We perform numerical hydrodynamic modeling of various physical processes that can form an HI ring as is observed in Holmberg I (Ho I). Three energetic mechanisms are considered: multiple supernova explosions (SNe), a hypernova explosion associated with a gamma ray burst (GRB), and the vertical impact of a high velocity cloud (HVC). The total released energy has an upper limit of ∼10⁵⁴erg. We find that multiple SNe are in general more effective in producing shells that break out of the disk than a hypernova explosion of the same total energy. As a consequence, multiple SNe form rings with a high ring-to-center contrast K≲100 in the HI column density, whereas single hypernova explosions form rings with K≲10. Only multiple SNe can reproduce both the size (diameter ∼1.7kpc) and the ring-to-center contrast (K∼15-20) of the HI ring in Ho I. High velocity clouds create HI rings that are much smaller in size (≲0.8kpc) and contrast (K≲4.5) than seen in Ho I. We construct model position-velocity (pV) diagrams and find that they can be used to distinguish among different HI ring formation mechanisms.
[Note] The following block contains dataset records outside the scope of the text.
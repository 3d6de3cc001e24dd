use chrono::{DateTime, NaiveDate, Utc};
use sqlx::{PgExecutor, QueryBuilder, Result as SqlxResult};
use uuid::Uuid;

use crate::models::{PersonCredentialsRow, PersonRow};
use crate::pagination::LimitOffset;

pub(crate) const PERSON_COLUMNS: &str = "id, first_name, last_name, birth_date, gender, email, \
     iban_number, club_id, user_id, is_email_confirmed, created_at, updated_at";

#[derive(Debug, Clone, Default)]
pub struct PersonFilter {
    pub search: Option<String>,
    pub club_id: Option<Uuid>,
}

#[derive(Debug, Clone)]
pub struct CreatePersonData {
    pub first_name: String,
    pub last_name: String,
    pub birth_date: NaiveDate,
    pub gender: String,
    pub email: Option<String>,
    pub iban_number: Option<String>,
    pub club_id: Option<Uuid>,
    pub password_hash: Option<String>,
}

#[derive(Debug, Clone, Default)]
pub struct UpdatePersonData {
    pub first_name: Option<String>,
    pub last_name: Option<String>,
    pub birth_date: Option<NaiveDate>,
    pub gender: Option<String>,
    pub email: Option<String>,
    pub iban_number: Option<String>,
    pub club_id: Option<Uuid>,
}

fn push_filter(query: &mut QueryBuilder<'_, sqlx::Postgres>, filter: &PersonFilter) {
    if let Some(search) = filter.search.as_deref().filter(|s| !s.trim().is_empty()) {
        let pattern = format!("%{}%", search.trim().to_lowercase());
        query.push(" AND (LOWER(first_name) LIKE ");
        query.push_bind(pattern.clone());
        query.push(" OR LOWER(last_name) LIKE ");
        query.push_bind(pattern.clone());
        query.push(" OR LOWER(COALESCE(email, '')) LIKE ");
        query.push_bind(pattern);
        query.push(")");
    }

    if let Some(club_id) = filter.club_id {
        query.push(" AND club_id = ");
        query.push_bind(club_id);
    }
}

pub async fn list<'e>(
    executor: impl PgExecutor<'e>,
    filter: &PersonFilter,
    page: Option<LimitOffset>,
) -> SqlxResult<Vec<PersonRow>> {
    let page = page.unwrap_or_default();

    let mut query = QueryBuilder::new(format!("SELECT {PERSON_COLUMNS} FROM persons WHERE 1=1"));
    push_filter(&mut query, filter);
    query.push(" ORDER BY last_name ASC, first_name ASC, id ASC");
    query.push(" LIMIT ");
    query.push_bind(page.limit);
    query.push(" OFFSET ");
    query.push_bind(page.offset);

    query.build_query_as::<PersonRow>().fetch_all(executor).await
}

pub async fn count<'e>(executor: impl PgExecutor<'e>, filter: &PersonFilter) -> SqlxResult<i64> {
    let mut query = QueryBuilder::new("SELECT COUNT(*) FROM persons WHERE 1=1");
    push_filter(&mut query, filter);
    query.build_query_scalar::<i64>().fetch_one(executor).await
}

pub async fn get_by_id<'e>(executor: impl PgExecutor<'e>, id: Uuid) -> SqlxResult<Option<PersonRow>> {
    let sql = format!("SELECT {PERSON_COLUMNS} FROM persons WHERE id = $1");
    sqlx::query_as::<_, PersonRow>(&sql)
        .bind(id)
        .fetch_optional(executor)
        .await
}

pub async fn get_by_ids<'e>(
    executor: impl PgExecutor<'e>,
    ids: &[Uuid],
) -> SqlxResult<Vec<PersonRow>> {
    let sql = format!("SELECT {PERSON_COLUMNS} FROM persons WHERE id = ANY($1::uuid[])");
    sqlx::query_as::<_, PersonRow>(&sql)
        .bind(ids)
        .fetch_all(executor)
        .await
}

pub async fn get_by_email<'e>(
    executor: impl PgExecutor<'e>,
    email: &str,
) -> SqlxResult<Option<PersonRow>> {
    let sql = format!("SELECT {PERSON_COLUMNS} FROM persons WHERE LOWER(email) = LOWER($1)");
    sqlx::query_as::<_, PersonRow>(&sql)
        .bind(email)
        .fetch_optional(executor)
        .await
}

pub async fn email_exists<'e>(executor: impl PgExecutor<'e>, email: &str) -> SqlxResult<bool> {
    sqlx::query_scalar::<_, bool>(
        "SELECT EXISTS(SELECT 1 FROM persons WHERE LOWER(email) = LOWER($1))",
    )
    .bind(email)
    .fetch_one(executor)
    .await
}

pub async fn create<'e>(
    executor: impl PgExecutor<'e>,
    data: &CreatePersonData,
) -> SqlxResult<PersonRow> {
    let sql = format!(
        r#"
        INSERT INTO persons (first_name, last_name, birth_date, gender, email, iban_number, club_id, password_hash)
        VALUES ($1, $2, $3, $4, $5, $6, $7, $8)
        RETURNING {PERSON_COLUMNS}
        "#
    );
    sqlx::query_as::<_, PersonRow>(&sql)
        .bind(&data.first_name)
        .bind(&data.last_name)
        .bind(data.birth_date)
        .bind(&data.gender)
        .bind(&data.email)
        .bind(&data.iban_number)
        .bind(data.club_id)
        .bind(&data.password_hash)
        .fetch_one(executor)
        .await
}

pub async fn update<'e>(
    executor: impl PgExecutor<'e>,
    id: Uuid,
    data: &UpdatePersonData,
) -> SqlxResult<Option<PersonRow>> {
    let sql = format!(
        r#"
        UPDATE persons
        SET first_name = COALESCE($2, first_name),
            last_name = COALESCE($3, last_name),
            birth_date = COALESCE($4, birth_date),
            gender = COALESCE($5, gender),
            email = COALESCE($6, email),
            is_email_confirmed = CASE
                WHEN $6 IS NULL OR LOWER($6) = LOWER(email) THEN is_email_confirmed
                ELSE FALSE
            END,
            confirmation_token_hash = CASE
                WHEN $6 IS NULL OR LOWER($6) = LOWER(email) THEN confirmation_token_hash
                ELSE NULL
            END,
            iban_number = COALESCE($7, iban_number),
            club_id = COALESCE($8, club_id),
            updated_at = NOW()
        WHERE id = $1
        RETURNING {PERSON_COLUMNS}
        "#
    );
    sqlx::query_as::<_, PersonRow>(&sql)
        .bind(id)
        .bind(&data.first_name)
        .bind(&data.last_name)
        .bind(data.birth_date)
        .bind(&data.gender)
        .bind(&data.email)
        .bind(&data.iban_number)
        .bind(data.club_id)
        .fetch_optional(executor)
        .await
}

pub async fn delete<'e>(executor: impl PgExecutor<'e>, id: Uuid) -> SqlxResult<u64> {
    let result = sqlx::query("DELETE FROM persons WHERE id = $1")
        .bind(id)
        .execute(executor)
        .await?;
    Ok(result.rows_affected())
}

pub async fn credentials_by_email<'e>(
    executor: impl PgExecutor<'e>,
    email: &str,
) -> SqlxResult<Option<PersonCredentialsRow>> {
    sqlx::query_as::<_, PersonCredentialsRow>(
        r#"
        SELECT p.id, p.email, p.password_hash, COALESCE(pr.role, 'user') AS role
        FROM persons p
        LEFT JOIN profiles pr ON pr.person_id = p.id
        WHERE LOWER(p.email) = LOWER($1)
        "#,
    )
    .bind(email)
    .fetch_optional(executor)
    .await
}

pub async fn credentials_by_id<'e>(
    executor: impl PgExecutor<'e>,
    id: Uuid,
) -> SqlxResult<Option<PersonCredentialsRow>> {
    sqlx::query_as::<_, PersonCredentialsRow>(
        r#"
        SELECT p.id, p.email, p.password_hash, COALESCE(pr.role, 'user') AS role
        FROM persons p
        LEFT JOIN profiles pr ON pr.person_id = p.id
        WHERE p.id = $1
        "#,
    )
    .bind(id)
    .fetch_optional(executor)
    .await
}

pub async fn set_password_hash<'e>(
    executor: impl PgExecutor<'e>,
    id: Uuid,
    password_hash: &str,
) -> SqlxResult<u64> {
    let result = sqlx::query(
        "UPDATE persons SET password_hash = $2, updated_at = NOW() WHERE id = $1",
    )
    .bind(id)
    .bind(password_hash)
    .execute(executor)
    .await?;
    Ok(result.rows_affected())
}

/// Stores a hashed reset token. Returns `false` when no person has that email.
pub async fn set_password_reset_token<'e>(
    executor: impl PgExecutor<'e>,
    email: &str,
    token_hash: &str,
    expires_at: DateTime<Utc>,
) -> SqlxResult<bool> {
    let result = sqlx::query(
        r#"
        UPDATE persons
        SET password_reset_token_hash = $2, password_reset_expires_at = $3, updated_at = NOW()
        WHERE LOWER(email) = LOWER($1)
        "#,
    )
    .bind(email)
    .bind(token_hash)
    .bind(expires_at)
    .execute(executor)
    .await?;
    Ok(result.rows_affected() > 0)
}

/// Swaps in a new password when the reset token matches and has not expired.
/// The token is consumed in the same statement.
pub async fn reset_password_with_token<'e>(
    executor: impl PgExecutor<'e>,
    email: &str,
    token_hash: &str,
    password_hash: &str,
) -> SqlxResult<Option<Uuid>> {
    sqlx::query_scalar::<_, Uuid>(
        r#"
        UPDATE persons
        SET password_hash = $3,
            password_reset_token_hash = NULL,
            password_reset_expires_at = NULL,
            updated_at = NOW()
        WHERE LOWER(email) = LOWER($1)
          AND password_reset_token_hash = $2
          AND password_reset_expires_at > NOW()
        RETURNING id
        "#,
    )
    .bind(email)
    .bind(token_hash)
    .bind(password_hash)
    .fetch_optional(executor)
    .await
}

pub async fn set_confirmation_token<'e>(
    executor: impl PgExecutor<'e>,
    email: &str,
    token_hash: &str,
) -> SqlxResult<bool> {
    let result = sqlx::query(
        r#"
        UPDATE persons
        SET confirmation_token_hash = $2, updated_at = NOW()
        WHERE LOWER(email) = LOWER($1) AND is_email_confirmed = FALSE
        "#,
    )
    .bind(email)
    .bind(token_hash)
    .execute(executor)
    .await?;
    Ok(result.rows_affected() > 0)
}

pub async fn confirm_email<'e>(
    executor: impl PgExecutor<'e>,
    token_hash: &str,
) -> SqlxResult<Option<Uuid>> {
    sqlx::query_scalar::<_, Uuid>(
        r#"
        UPDATE persons
        SET is_email_confirmed = TRUE, confirmation_token_hash = NULL, updated_at = NOW()
        WHERE confirmation_token_hash = $1
        RETURNING id
        "#,
    )
    .bind(token_hash)
    .fetch_optional(executor)
    .await
}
The observed pV-diagrams of Ho I (Ott et al., 2001AJ....122.3070O) are best reproduced by multiple SNe. We conclude that the giant HI ring in Ho I is most probably formed by multiple SNe. We also find that the appearance of the SNe-driven shell in the integrated HI image depends on the inclination angle of the galaxy. In nearly face-on galaxies, the integrated HI image shows a ring of roughly constant HI column density surrounding a deep central depression, whereas in considerably inclined galaxies (i>45°) the HI image is characterized by two kidney-shaped density enhancements and a mild central depression.